Source data
++++++
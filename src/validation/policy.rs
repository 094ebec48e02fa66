//! Clinical thresholds and scoring weights.
//!
//! Every cut-off the evaluators apply lives here rather than in the rule
//! code. The defaults mirror common stewardship practice but carry no
//! clinical citation; sites are expected to review them and ship their own
//! `policy.json`.

use std::path::Path;

use serde::{Deserialize, Serialize};
use thiserror::Error;

use crate::models::AlertSeverity;

pub const POLICY_FILE: &str = "policy.json";

#[derive(Error, Debug)]
pub enum PolicyError {
    #[error("Policy load failed ({0}): {1}")]
    Load(String, String),

    #[error("Policy parse failed: {0}")]
    Parse(String),

    #[error("Invalid policy: {0}")]
    Invalid(String),
}

// ═══════════════════════════════════════════════════════════
// Types
// ═══════════════════════════════════════════════════════════

/// How the rule evaluators are scheduled. Both modes produce identical reports.
#[derive(Debug, Clone, Copy, Default, PartialEq, Eq, Serialize, Deserialize)]
#[serde(rename_all = "snake_case")]
pub enum ExecutionMode {
    Sequential,
    #[default]
    Parallel,
}

/// eGFR cut-offs in mL/min/1.73m².
#[derive(Debug, Clone, Copy, PartialEq, Serialize, Deserialize)]
#[serde(default)]
pub struct RenalThresholds {
    /// Below this, nephrotoxic drugs raise a high alert.
    pub impairment_egfr: f64,
    /// Below this, the alert escalates to critical.
    pub severe_impairment_egfr: f64,
}

/// Standard adult weight band. Outside it, weight-based dosing applies.
#[derive(Debug, Clone, Copy, PartialEq, Serialize, Deserialize)]
#[serde(default)]
pub struct WeightBand {
    pub min: f64,
    pub max: f64,
}

impl Default for RenalThresholds {
    fn default() -> Self {
        Self {
            impairment_egfr: 60.0,
            severe_impairment_egfr: 30.0,
        }
    }
}

impl Default for WeightBand {
    fn default() -> Self {
        Self {
            min: 50.0,
            max: 120.0,
        }
    }
}

impl WeightBand {
    pub fn contains(&self, weight_kg: f64) -> bool {
        weight_kg >= self.min && weight_kg <= self.max
    }
}

/// Confidence-score penalty per active failing alert.
#[derive(Debug, Clone, Copy, PartialEq, Eq, Serialize, Deserialize)]
#[serde(default)]
pub struct ScoreWeights {
    pub critical: u32,
    pub high: u32,
    pub moderate: u32,
    pub low: u32,
}

impl ScoreWeights {
    pub fn weight(&self, severity: AlertSeverity) -> u32 {
        match severity {
            AlertSeverity::Critical => self.critical,
            AlertSeverity::High => self.high,
            AlertSeverity::Moderate => self.moderate,
            AlertSeverity::Low => self.low,
        }
    }
}

impl Default for ScoreWeights {
    fn default() -> Self {
        Self {
            critical: 30,
            high: 15,
            moderate: 5,
            low: 2,
        }
    }
}

#[derive(Debug, Clone, PartialEq, Serialize, Deserialize)]
#[serde(default)]
pub struct ValidationPolicy {
    pub renal: RenalThresholds,
    /// Patients strictly older than this are elderly.
    pub elderly_age: u32,
    /// Patients strictly younger than this get paediatric dosing reminders.
    pub pediatric_age: u32,
    pub weight_band_kg: WeightBand,
    pub score_weights: ScoreWeights,
    pub execution_mode: ExecutionMode,
}

impl Default for ValidationPolicy {
    fn default() -> Self {
        Self {
            renal: RenalThresholds::default(),
            elderly_age: 65,
            pediatric_age: 18,
            weight_band_kg: WeightBand::default(),
            score_weights: ScoreWeights::default(),
            execution_mode: ExecutionMode::default(),
        }
    }
}

// ═══════════════════════════════════════════════════════════
// Loading
// ═══════════════════════════════════════════════════════════

impl ValidationPolicy {
    pub fn from_json(json: &str) -> Result<Self, PolicyError> {
        let policy: Self =
            serde_json::from_str(json).map_err(|e| PolicyError::Parse(e.to_string()))?;
        policy.validate()?;
        Ok(policy)
    }

    /// Load `policy.json` from a directory. A missing file yields the defaults.
    pub fn load(dir: &Path) -> Result<Self, PolicyError> {
        let path = dir.join(POLICY_FILE);
        if !path.exists() {
            tracing::debug!(path = %path.display(), "No policy file, using defaults");
            return Ok(Self::default());
        }
        let json = std::fs::read_to_string(&path)
            .map_err(|e| PolicyError::Load(path.display().to_string(), e.to_string()))?;
        Self::from_json(&json)
    }

    pub fn validate(&self) -> Result<(), PolicyError> {
        let renal = &self.renal;
        if !(renal.severe_impairment_egfr > 0.0
            && renal.severe_impairment_egfr < renal.impairment_egfr)
        {
            return Err(PolicyError::Invalid(format!(
                "renal thresholds must satisfy 0 < severe ({}) < impairment ({})",
                renal.severe_impairment_egfr, renal.impairment_egfr
            )));
        }
        if self.pediatric_age > self.elderly_age {
            return Err(PolicyError::Invalid(format!(
                "pediatric_age ({}) exceeds elderly_age ({})",
                self.pediatric_age, self.elderly_age
            )));
        }
        let band = &self.weight_band_kg;
        if !(band.min > 0.0 && band.min < band.max) {
            return Err(PolicyError::Invalid(format!(
                "weight band must satisfy 0 < min ({}) < max ({})",
                band.min, band.max
            )));
        }
        Ok(())
    }
}

#[cfg(test)]
mod tests {
    use super::*;

    #[test]
    fn defaults_are_valid() {
        let policy = ValidationPolicy::default();
        assert!(policy.validate().is_ok());
        assert_eq!(policy.renal.impairment_egfr, 60.0);
        assert_eq!(policy.renal.severe_impairment_egfr, 30.0);
        assert_eq!(policy.elderly_age, 65);
        assert_eq!(policy.execution_mode, ExecutionMode::Parallel);
    }

    #[test]
    fn default_weights() {
        let w = ScoreWeights::default();
        assert_eq!(w.weight(AlertSeverity::Critical), 30);
        assert_eq!(w.weight(AlertSeverity::High), 15);
        assert_eq!(w.weight(AlertSeverity::Moderate), 5);
        assert_eq!(w.weight(AlertSeverity::Low), 2);
    }

    #[test]
    fn partial_json_keeps_defaults() {
        let policy = ValidationPolicy::from_json(r#"{"elderly_age": 70}"#).unwrap();
        assert_eq!(policy.elderly_age, 70);
        assert_eq!(policy.pediatric_age, 18);
        assert_eq!(policy.score_weights, ScoreWeights::default());
    }

    #[test]
    fn partial_nested_overrides_keep_sibling_defaults() {
        let policy = ValidationPolicy::from_json(r#"{"renal":{"impairment_egfr":50}}"#).unwrap();
        assert_eq!(policy.renal.impairment_egfr, 50.0);
        assert_eq!(policy.renal.severe_impairment_egfr, 30.0);

        let policy = ValidationPolicy::from_json(r#"{"weight_band_kg": {"max": 140.0}}"#).unwrap();
        assert_eq!(policy.weight_band_kg.min, 50.0);
        assert_eq!(policy.weight_band_kg.max, 140.0);

        let policy = ValidationPolicy::from_json(r#"{"score_weights": {"critical": 40}}"#).unwrap();
        assert_eq!(policy.score_weights.critical, 40);
        assert_eq!(policy.score_weights.low, 2);
    }

    #[test]
    fn partial_override_still_validated() {
        let json = r#"{"renal": {"impairment_egfr": 20}}"#;
        assert!(matches!(
            ValidationPolicy::from_json(json),
            Err(PolicyError::Invalid(_))
        ));
    }

    #[test]
    fn inverted_renal_thresholds_rejected() {
        let json = r#"{"renal": {"impairment_egfr": 30.0, "severe_impairment_egfr": 60.0}}"#;
        assert!(matches!(
            ValidationPolicy::from_json(json),
            Err(PolicyError::Invalid(_))
        ));
    }

    #[test]
    fn empty_weight_band_rejected() {
        let json = r#"{"weight_band_kg": {"min": 120.0, "max": 50.0}}"#;
        assert!(matches!(
            ValidationPolicy::from_json(json),
            Err(PolicyError::Invalid(_))
        ));
    }

    #[test]
    fn malformed_json_rejected() {
        assert!(matches!(
            ValidationPolicy::from_json("{"),
            Err(PolicyError::Parse(_))
        ));
    }

    #[test]
    fn weight_band_is_inclusive() {
        let band = ValidationPolicy::default().weight_band_kg;
        assert!(band.contains(50.0));
        assert!(band.contains(120.0));
        assert!(!band.contains(49.9));
        assert!(!band.contains(120.5));
    }

    #[test]
    fn missing_file_yields_defaults() {
        let dir = tempfile::tempdir().unwrap();
        let policy = ValidationPolicy::load(dir.path()).unwrap();
        assert_eq!(policy, ValidationPolicy::default());
    }

    #[test]
    fn bundled_policy_matches_defaults() {
        let json = include_str!("../../resources/policy.json");
        let policy = ValidationPolicy::from_json(json).unwrap();
        assert_eq!(policy, ValidationPolicy::default());
    }

    #[test]
    fn load_from_directory() {
        let dir = tempfile::tempdir().unwrap();
        std::fs::write(
            dir.path().join(POLICY_FILE),
            r#"{"execution_mode": "sequential"}"#,
        )
        .unwrap();
        let policy = ValidationPolicy::load(dir.path()).unwrap();
        assert_eq!(policy.execution_mode, ExecutionMode::Sequential);
    }
}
++++++
What is required
Would you retype exactly the lines above, from the line with "return Ok(Self::default());" to the line with "pub fn validate(&self)", with both end lines kept and nothing more?

Answer section
            return Ok(Self::default());
        }
        let json = std::fs::read_to_string(&path)
            .map_err(|e| PolicyError::Load(path.display().to_string(), e.to_string()))?;
        Self::from_json(&json)
    }

    pub fn validate(&self) -> Result<(), PolicyError> {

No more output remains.